Introduction: Functional outcome after stroke can be improved by early and accurate diagnosis with the help of imaging techniques such as computed tomography (CT) and magnetic resonance imaging. Alberta Stroke Program Early CT Score (ASPECTS) calculated from the CT image infarct areas of middle cerebral artery (MCA) circulation is supposed to be a reliable outcome predictor. Methodology: A retrospective cohort study was conducted in the Comprehensive Stroke Care Center for a period of 6 months. All adult patients (18–90 years) who had visited the hospital from January 2014 to December 2017 were enrolled for the study. Patients with MCA strokes were only included in the study since the ASPECTS is defined for this territory. The data were gathered from the electronic format of the patient information system in the institution and were entered in a structured proforma specifically designed for the study. ASPECTS was calculated from the CT findings of the patient. The modified Rankin Scale (mRS) scores were calculated for every patient at four different time points. The collected data were compiled in a Microsoft Excel sheet and were analyzed using IBM Statistical Package for Social Sciences (SPSS version 21). The summary statistics for categorical variables were reported using frequency and percentage and continuous variables as mean (standard deviation). We reported the association of the ASPECTS with mRS at different time points using the Chi-Square test. Results: A total of 132 adult patients were enrolled in the study. The mean age of the study population was 60.72 (±13.99) years, and among them, 93 (70.45%) were males. Majority of the patients were nonvegetarians (99.92%). The most prevalent risk factor found was hypertension (62.1%). The most common symptom presented by the patients was facial palsy (28%). When the ASPECTS was calculated for 132 patients, 62 patients fell in the high ASPECTS category (8–10), 45 patients had a moderate ASPECTS (5–7), and 25 had low ASPECTS (0–4). mRS scores calculated for four different time points showed a decline in disability in most of the patients. ASPECT and mRS had a negative association signifying, as the ASPECTS increases the number of functional disability decreases. Conclusions: Our study results show that ASPECTS can be a definite outcome predictor in MCA stroke patients.

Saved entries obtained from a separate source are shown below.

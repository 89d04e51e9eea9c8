use crate::{
    fenwick::FenwickTree,
    ops::{clamp_range, Element, RangeStructure, RangeUpdate},
};

/// This data structure allows range modification and range queries.
///
/// This tree allocates `2 * (n + 1) * size_of::<N>()` bytes of memory.
///
/// It is implemented using two [`FenwickTree`]s. Adding `v` to `[l, r]` is encoded as a
/// piecewise linear function over two difference arrays: `multiplier` records `+v` at `l`
/// and `-v` at `r + 1`, while `correction` records `v * l` and `-v * (r + 1)`. The prefix
/// sum up to `i` is then `multiplier.prefix_sum(i) * (i + 1) - correction.prefix_sum(i)`.
///
/// # Examples
///
/// ```rust
/// use rangesum::RangeOptimizedBit;
///
/// let mut bit = RangeOptimizedBit::build(&[1.0, 2.0, 3.0, 4.0, 5.0]);
///
/// // add ten to every value between 1 and 3
/// bit.range_update(1, 3, 10.0);
/// assert_eq!(bit.range_sum(1, 3), 39.0);
/// assert_eq!(bit.range_sum(0, 0), 1.0);
/// assert_eq!(bit.range_sum(0, 4), 45.0);
/// ```
///
/// [`FenwickTree`]: struct.FenwickTree.html
#[derive(Clone, Debug)]
pub struct RangeOptimizedBit<N: Element = f64> {
    multiplier: FenwickTree<N>,
    correction: FenwickTree<N>,
}

impl<N: Element> RangeOptimizedBit<N> {
    /// Creates a tree of `len` zeroes.
    pub fn with_len(len: usize) -> Self {
        Self {
            multiplier: FenwickTree::with_len(len),
            correction: FenwickTree::with_len(len),
        }
    }

    /// Creates a `RangeOptimizedBit` containing the given values.
    /// Uses `O(len)` time.
    ///
    /// The multiplier tree is built from the difference sequence `d` of `values` and the
    /// correction tree from `i * d[i]`, the same state `len` single element range updates
    /// on a zeroed tree would leave behind.
    pub fn build(values: &[N]) -> Self {
        let diff: Vec<N> = values
            .iter()
            .enumerate()
            .map(|(i, v)| if i == 0 { *v } else { *v - values[i - 1] })
            .collect();
        let weighted: Vec<N> = diff
            .iter()
            .enumerate()
            .map(|(i, d)| *d * N::from_index(i))
            .collect();

        Self {
            multiplier: FenwickTree::build(&diff),
            correction: FenwickTree::build(&weighted),
        }
    }

    /// Creates a `RangeOptimizedBit` by setting every value of a zeroed tree one at a time.
    /// Uses `O(len * log(len))` time.
    ///
    /// Only exists as a baseline to compare [`build`] against.
    ///
    /// [`build`]: #method.build
    pub fn build_naive(values: &[N]) -> Self {
        let mut bit = Self::with_len(values.len());
        // point_update computes deltas against the current state, which must be all zero
        debug_assert!(bit.multiplier.to_vec().iter().all(|v| *v == N::ZERO));
        debug_assert!(bit.correction.to_vec().iter().all(|v| *v == N::ZERO));
        for (i, value) in values.iter().enumerate() {
            bit.point_update(i as isize, *value);
        }
        bit
    }

    /// Returns the number of values in this tree.
    #[inline]
    pub fn len(&self) -> usize {
        self.multiplier.len()
    }

    /// Returns `true` if the tree holds no values.
    #[inline]
    pub fn is_empty(&self) -> bool {
        self.len() == 0
    }

    /// Add `value` to every element in `[l, r]`.
    /// Uses `O(log(len))` time.
    ///
    /// `l` is clamped to `0` and `r` to `len - 1`. An empty interval is a no-op.
    pub fn range_update(&mut self, l: isize, r: isize, value: N) {
        let Some((l, r)) = clamp_range(l, r, self.len()) else {
            return;
        };
        let end = r + 1;

        self.multiplier.update(l as isize, value);
        self.correction.update(l as isize, value * N::from_index(l));

        if end < self.len() {
            self.multiplier.update(end as isize, N::ZERO - value);
            self.correction
                .update(end as isize, N::ZERO - value * N::from_index(end));
        }
    }

    /// Computes `a[0] + a[1] + ... + a[index]`. Note that `index` is inclusive.
    /// Uses `O(log(len))` time.
    ///
    /// A negative index yields zero and an index past the end is clamped to the last element.
    pub fn prefix_sum(&self, index: isize) -> N {
        let len = self.len();
        if index < 0 || len == 0 {
            return N::ZERO;
        }
        let index = (index as usize).min(len - 1);
        let i = index as isize;
        self.multiplier.prefix_sum(i) * N::from_index(index + 1) - self.correction.prefix_sum(i)
    }

    /// Computes `a[l] + a[l+1] + ... + a[r]`.
    /// Uses `O(log(len))` time.
    ///
    /// Returns zero if `l > r`, `r < 0` or `l >= len`.
    pub fn range_sum(&self, l: isize, r: isize) -> N {
        if l > r || r < 0 || l >= self.len() as isize {
            return N::ZERO;
        }
        if l <= 0 {
            self.prefix_sum(r)
        } else {
            self.prefix_sum(r) - self.prefix_sum(l - 1)
        }
    }

    /// Change the value at the index to be the specified value.
    /// Uses `O(log(len))` time.
    pub fn point_update(&mut self, index: isize, value: N) {
        let current = self.range_sum(index, index);
        self.range_update(index, index, value - current);
    }

    /// Returns the number of bytes allocated by both internal trees.
    #[inline]
    pub fn memory_footprint(&self) -> usize {
        self.multiplier.memory_footprint() + self.correction.memory_footprint()
    }
}

impl<N: Element> Default for RangeOptimizedBit<N> {
    #[inline]
    fn default() -> Self {
        Self::with_len(0)
    }
}

impl<N: Element> RangeUpdate<N> for RangeOptimizedBit<N> {
    fn range_update(&mut self, l: isize, r: isize, value: N) {
        RangeOptimizedBit::range_update(self, l, r, value)
    }
}

impl<N: Element> RangeStructure<N> for RangeOptimizedBit<N> {
    fn build(values: &[N]) -> Self {
        RangeOptimizedBit::build(values)
    }
    fn name(&self) -> &'static str {
        "RangeOptimizedBIT"
    }
    fn len(&self) -> usize {
        RangeOptimizedBit::len(self)
    }
    fn point_update(&mut self, index: isize, value: N) {
        RangeOptimizedBit::point_update(self, index, value)
    }
    fn range_query(&mut self, l: isize, r: isize) -> N {
        self.range_sum(l, r)
    }
    fn memory_footprint(&self) -> usize {
        RangeOptimizedBit::memory_footprint(self)
    }
    fn as_range_update(&mut self) -> Option<&mut dyn RangeUpdate<N>> {
        Some(self)
    }
    fn supports_range_update(&self) -> bool {
        true
    }
}

#[cfg(test)]
mod tests {
    use super::*;

    fn values(bit: &RangeOptimizedBit<i64>) -> Vec<i64> {
        (0..bit.len() as isize)
            .map(|i| bit.range_sum(i, i))
            .collect()
    }

    #[test]
    fn build_matches_input() {
        let input = vec![5i64, -3, 8, 0, 12, 7];
        let bit = RangeOptimizedBit::build(&input);
        assert_eq!(values(&bit), input);
        assert_eq!(bit.range_sum(0, 5), 29);
        assert_eq!(bit.prefix_sum(2), 10);
    }

    #[test]
    fn build_naive_matches_build() {
        let mut rng = fastrand::Rng::with_seed(17);
        for n in 0..100 {
            let input: Vec<i64> = (0..n).map(|_| rng.i64(-500..500)).collect();
            let fast = RangeOptimizedBit::build(&input);
            let naive = RangeOptimizedBit::build_naive(&input);
            for i in -1..=n as isize {
                assert_eq!(fast.prefix_sum(i), naive.prefix_sum(i));
            }
        }
    }

    #[test]
    fn range_update_against_vec() {
        let mut rng = fastrand::Rng::with_seed(23);
        for n in 1..60usize {
            let mut model: Vec<i64> = (0..n).map(|_| rng.i64(-100..100)).collect();
            let mut bit = RangeOptimizedBit::build(&model);
            for _ in 0..20 {
                let a = rng.usize(0..n);
                let b = rng.usize(0..n);
                let (l, r) = (a.min(b), a.max(b));
                let v = rng.i64(-50..50);
                for x in &mut model[l..=r] {
                    *x += v;
                }
                bit.range_update(l as isize, r as isize, v);
                assert_eq!(values(&bit), model);
            }
        }
    }

    #[test]
    fn range_update_scenario() {
        let mut bit = RangeOptimizedBit::build(&[1.0, 2.0, 3.0, 4.0, 5.0]);
        assert_eq!(bit.range_sum(0, 4), 15.0);
        bit.range_update(1, 3, 10.0);
        assert_eq!(bit.range_sum(1, 3), 39.0);
        assert_eq!(bit.range_sum(0, 0), 1.0);
        assert_eq!(bit.range_sum(4, 4), 5.0);
    }

    #[test]
    fn range_update_clamps() {
        let mut bit = RangeOptimizedBit::build(&[0i64; 4]);
        bit.range_update(-10, 1, 3);
        bit.range_update(2, 100, 5);
        assert_eq!(values(&bit), vec![3, 3, 5, 5]);

        bit.range_update(3, 2, 100);
        bit.range_update(-4, -1, 100);
        bit.range_update(4, 9, 100);
        assert_eq!(values(&bit), vec![3, 3, 5, 5]);
    }

    #[test]
    fn point_update_sets_value() {
        let mut bit = RangeOptimizedBit::build(&[1i64, 2, 3, 4, 5]);
        bit.range_update(0, 4, 2);
        bit.point_update(2, 100);
        assert_eq!(values(&bit), vec![3, 4, 100, 6, 7]);
        bit.point_update(7, 1);
        bit.point_update(-1, 1);
        assert_eq!(values(&bit), vec![3, 4, 100, 6, 7]);
    }

    #[test]
    fn empty() {
        let mut bit = RangeOptimizedBit::<f64>::build(&[]);
        bit.range_update(0, 3, 1.0);
        bit.point_update(0, 4.0);
        assert_eq!(bit.range_sum(0, 3), 0.0);
        assert_eq!(bit.prefix_sum(0), 0.0);
        assert_eq!(bit.memory_footprint(), 16);
    }

    #[test]
    fn footprint() {
        let bit = RangeOptimizedBit::build(&[1.0f64; 50]);
        assert_eq!(bit.memory_footprint(), 2 * 51 * 8);
    }

    #[test]
    fn capability() {
        let mut bit = RangeOptimizedBit::build(&[1.0, 1.0, 1.0]);
        assert!(bit.supports_range_update());
        bit.as_range_update()
            .expect("range updates are supported")
            .range_update(0, 1, 2.0);
        assert_eq!(RangeStructure::range_query(&mut bit, 0, 2), 7.0);
    }
}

Keywords: Outcomes, radiological findings, retrospective cohort, stroke


How to cite this article:
Sudevan R, Nambiar V, Arumugam Premalatha PP, Babu SS, Vasudevan A. Prediction of outcomes in stroke patients from radiological findings – A hospital-based retrospective cohort study from a comprehensive stroke care center in Kerala, India. Amrita J Med 2020;16:105-9

How to cite this URL:
Sudevan R, Nambiar V, Arumugam Premalatha PP, Babu SS, Vasudevan A. Prediction of outcomes in stroke patients from radiological findings – A hospital-based retrospective cohort study from a comprehensive stroke care center in Kerala, India. Amrita J Med [serial online] 2020 [cited 2020 Oct 30];16:105-9. Available from: https://www.ajmonline.org.in/text.asp?2020/16/3/105/297550




  Introduction Top


Strokes are focal neurological deficits caused by the stoppage of blood supply to a region of the brain. It is one of the major noncommunicable diseases in the world. It holds the third position among noncommunicable diseases, in terms of the mortality rate in the year 2013.[1]. The incidence of stroke among young adults is around 5%–20%.[2] Young adults represent the working population or rather the productive group, the burden of stroke and addressing the problem becomes essential.

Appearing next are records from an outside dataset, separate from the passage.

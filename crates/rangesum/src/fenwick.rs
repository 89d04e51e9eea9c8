use crate::ops::{Element, RangeStructure, RangeUpdate};

use core::mem;

/// This data structure allows prefix and range sums with single element modification.
///
/// This tree allocates `(n + 1) * size_of::<N>()` bytes of memory. Slot `0` of the backing
/// array is never used, slot `i` holds the sum of the `lsb(i)` elements ending at `i`.
///
/// This data structure is implemented using a [Fenwick tree][1], which is also known as a
/// binary indexed tree. It has no range update of its own, see
/// [`RangeOptimizedBit`] for a variant that does.
///
/// # Examples
///
/// ```rust
/// use rangesum::FenwickTree;
///
/// let mut tree = FenwickTree::build(&[1.0, 2.0, 3.0, 4.0, 5.0]);
/// assert_eq!(tree.range_sum(0, 4), 15.0);
///
/// // Set the element at index 2 from 3 to 100.
/// tree.point_update(2, 100.0);
/// assert_eq!(tree.range_sum(0, 4), 112.0);
/// assert_eq!(tree.range_sum(2, 2), 100.0);
///
/// // Bounds are never an error.
/// assert_eq!(tree.range_sum(3, 1), 0.0);
/// assert_eq!(tree.prefix_sum(100), 112.0);
/// ```
///
/// [1]: https://en.wikipedia.org/wiki/Fenwick_tree
/// [`RangeOptimizedBit`]: struct.RangeOptimizedBit.html
#[derive(Clone, Debug)]
pub struct FenwickTree<N: Element = f64> {
    tree: Vec<N>,
}

/// Returns the least significant bit that is one.
#[inline(always)]
pub(crate) fn lsb(i: usize) -> usize {
    i & i.wrapping_neg()
}

impl<N: Element> FenwickTree<N> {
    /// Creates a tree of `len` zeroes.
    pub fn with_len(len: usize) -> Self {
        Self {
            tree: vec![N::ZERO; len + 1],
        }
    }

    /// Creates a `FenwickTree` containing the given values.
    /// Uses `O(len)` time.
    pub fn build(values: &[N]) -> Self {
        let len = values.len();
        let mut tree = Vec::with_capacity(len + 1);
        tree.push(N::ZERO);
        tree.extend_from_slice(values);

        for i in 1..=len {
            let parent = i + lsb(i);
            if parent <= len {
                let child = tree[i];
                tree[parent] += child;
            }
        }
        Self { tree }
    }

    /// Creates a `FenwickTree` by adding every value to a zeroed tree one at a time.
    /// Uses `O(len * log(len))` time.
    ///
    /// Produces the same tree as [`build`] and only exists as a baseline to compare against.
    ///
    /// [`build`]: #method.build
    pub fn build_naive(values: &[N]) -> Self {
        let mut fenwick = Self::with_len(values.len());
        // update adds, so this only holds on a freshly zeroed tree
        debug_assert!(fenwick.tree.iter().all(|v| *v == N::ZERO));
        for (i, value) in values.iter().enumerate() {
            fenwick.update(i as isize, *value);
        }
        fenwick
    }

    /// Returns the number of values in this tree.
    /// Uses `O(1)` time.
    #[inline]
    pub fn len(&self) -> usize {
        self.tree.len() - 1
    }

    /// Returns `true` if the tree holds no values.
    #[inline]
    pub fn is_empty(&self) -> bool {
        self.len() == 0
    }

    /// Adds `delta` to the value at `index`.
    /// Uses `O(log(len))` time.
    ///
    /// An index outside of the tree is ignored.
    #[inline]
    pub fn update(&mut self, index: isize, delta: N) {
        let len = self.len();
        if index < 0 || index as usize >= len {
            return;
        }
        let mut i = index as usize + 1;
        while i <= len {
            self.tree[i] += delta;
            i += lsb(i);
        }
    }

    /// Computes `a[0] + a[1] + ... + a[index]`. Note that `index` is inclusive.
    /// Uses `O(log(index))` time.
    ///
    /// A negative index yields zero and an index past the end is clamped to the last element.
    #[inline]
    pub fn prefix_sum(&self, index: isize) -> N {
        let len = self.len();
        if index < 0 || len == 0 {
            return N::ZERO;
        }
        let mut i = (index as usize).min(len - 1) + 1;
        let mut sum = N::ZERO;
        while i > 0 {
            sum += self.tree[i];
            i -= lsb(i);
        }
        sum
    }

    /// Computes `a[l] + a[l+1] + ... + a[r]`.
    /// Uses `O(log(len))` time.
    ///
    /// Returns zero if `l > r`, `r < 0` or `l >= len`.
    pub fn range_sum(&self, l: isize, r: isize) -> N {
        if l > r || r < 0 || l >= self.len() as isize {
            return N::ZERO;
        }
        if l <= 0 {
            self.prefix_sum(r)
        } else {
            self.prefix_sum(r) - self.prefix_sum(l - 1)
        }
    }

    /// Change the value at the index to be the specified value.
    /// Uses `O(log(len))` time.
    pub fn point_update(&mut self, index: isize, value: N) {
        let current = self.range_sum(index, index);
        self.update(index, value - current);
    }

    /// Returns the number of bytes allocated for accumulators, including the unused slot.
    #[inline]
    pub fn memory_footprint(&self) -> usize {
        self.tree.len() * mem::size_of::<N>()
    }

    /// Compute the underlying array of values.
    /// Uses `O(len)` time.
    pub fn to_vec(&self) -> Vec<N> {
        let len = self.len();
        let mut buf = self.tree.clone();
        for i in (1..=len).rev() {
            let parent = i + lsb(i);
            if parent <= len {
                let child = buf[i];
                buf[parent] -= child;
            }
        }
        buf.remove(0);
        buf
    }
}

impl<N: Element> Default for FenwickTree<N> {
    #[inline]
    fn default() -> Self {
        Self::with_len(0)
    }
}

impl<N: Element> RangeStructure<N> for FenwickTree<N> {
    fn build(values: &[N]) -> Self {
        FenwickTree::build(values)
    }
    fn name(&self) -> &'static str {
        "FenwickTree"
    }
    fn len(&self) -> usize {
        FenwickTree::len(self)
    }
    fn point_update(&mut self, index: isize, value: N) {
        FenwickTree::point_update(self, index, value)
    }
    fn range_query(&mut self, l: isize, r: isize) -> N {
        self.range_sum(l, r)
    }
    fn memory_footprint(&self) -> usize {
        FenwickTree::memory_footprint(self)
    }
    fn as_range_update(&mut self) -> Option<&mut dyn RangeUpdate<N>> {
        None
    }
    fn supports_range_update(&self) -> bool {
        false
    }
}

Strokes can be ischemic type or hemorrhagic type. Of these, ischemic stroke is relatively common, having a prevalence rate of about 7.2 million cases among 20–64-year-old people in the year 2013, while hemorrhagic stroke accounted for about 3.7 million cases.[3] As of 2013, the prevalence rates of ischemic stroke in developed and developing countries were 4 million and 3.2 million, respectively.[4] Although developing nations share only 44% of stroke cases, the mortality in these areas is around 81%.[4] Hence, again, it should be seen as an important health issue in the developing world.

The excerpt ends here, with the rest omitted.